The rest of the paper offers a sympathetic review to the environment and studies of tourism big data. It is organized sequentially via the general features, types, analytical technics and research progress of tourism big data. It ends with a summary and brief discussions about the future of tourism big data application and studies.
Type of tourism big data
Various tourism online resources provide both researchers and practitioners with a more comprehensive and effective way to study tourists. But the problem is that these data may come from different sources with heterogenous structure. This problem poses great challenge for both researchers and industrial practitioners to use tourism big data. Currently, there are three main types of big data in tourism, which are identified as E-commerce data, User-Generated Content (UGC), and temporal-spatial behavior data.
E-commerce data: A tourism business transaction, like booking a hotel or buying an attraction ticket, easily takes place through some tourism online websites or platforms nowadays. Tourism E-commerce changes the traditional trading patterns in the tourism industry; in the meanwhile, it generates more valuable data.
Tourism E-commerce data can refer to the reservation records or transaction data in the online travel agency. It is more structured and has high privacy; on the other hand, this tourism Ecommerce data is not commonly opened to the public, since it means higher commercial direct value to the tourism enterprises. It is beneficial for tourism practitioners to forecast market demand and apply the targeted marketing strategies. For example, when online travel agencies try to predict the purchase amount of a hotel and set the optimal price in the following peak period, their predetermined amount over the year can be one of the powerful indicators. By constructing mathematical models, current studies have verified the value of these exclusive data in analyzing both tourists’ consumption characteristics or satisfaction, and the performance or reputation of the tourism organization [1, 2].
User Generated Content (UGC): With the rapid growth of online social media, travel professional websites, travel forums, and blogs, tourists prefer to share and post their experience on these platforms during and after their trips. The online User Generated Content (UGC) is a crucial e-WOM in this era.
There are several types of UGC data. Tourist online reviews, such as short comments or travel notes of scenic spots, hotels or flights, are one of the main UGC data.
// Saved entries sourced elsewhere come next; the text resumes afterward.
// Halyard - an HTTP client core built around a per-origin connection pool
//
// This facade re-exports the pool crate; protocol transports and the
// client surface plug in around it.

pub use halyard_pool::*;

// Prelude for common imports
pub mod prelude {
    pub use halyard_pool::prelude::*;
}
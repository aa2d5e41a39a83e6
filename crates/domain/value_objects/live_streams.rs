use bson::{Document, oid::ObjectId};

#[derive(Debug, Clone, PartialEq)]
pub struct CreateLiveStreamModel {
    pub name: String,
    pub thumbnail: String,
    pub stream_key: String,
    pub publisher_id: ObjectId,
}

/// Typed shorthand for the common `set_fields` documents. Only `Some` fields are written.
#[derive(Debug, Clone, Default, PartialEq)]
pub struct UpdateLiveStreamModel {
    pub name: Option<String>,
    pub thumbnail: Option<String>,
    pub stream_key: Option<String>,
    pub live_stream_status: Option<bool>,
}

impl UpdateLiveStreamModel {
    pub fn status(live: bool) -> Self {
        Self {
            live_stream_status: Some(live),
            ..Default::default()
        }
    }

    pub fn name(name: impl Into<String>) -> Self {
        Self {
            name: Some(name.into()),
            ..Default::default()
        }
    }

    pub fn into_document(self) -> Document {
        let mut document = Document::new();

        if let Some(name) = self.name {
            document.insert("name", name);
        }
        if let Some(thumbnail) = self.thumbnail {
            document.insert("thumbnail", thumbnail);
        }
        if let Some(stream_key) = self.stream_key {
            document.insert("stream_key", stream_key);
        }
        if let Some(live_stream_status) = self.live_stream_status {
            document.insert("live_stream_status", live_stream_status);
        }

        document
    }
}

impl From<UpdateLiveStreamModel> for Document {
    fn from(update: UpdateLiveStreamModel) -> Self {
        update.into_document()
    }
}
For example, tourists tend to rate the destination or review the tourism service in the TripAdvisor, the leading travel community; on the other hand, these contents may become the reliable sources for other tourists when they prepare their travels. Besides, tourists’ daily sharing in social media, especially on Facebook, Twitter, Instagram, and YouTube, is also the primary resource.
UGC receives special attention from researchers for their concision, strong timeliness, and large volume. Comparing to other types of tourism big data, it is unstructured and there is no predetermined theme, which may provide limited commercial value but richer information. In addition, it obtains a high degree of interconnection, which means that it is more accessible. Scholars mainly use these data to identify tourists’ satisfaction, perception credibility, brand value, market prediction and implication on tourism enterprises’ performance [3-5].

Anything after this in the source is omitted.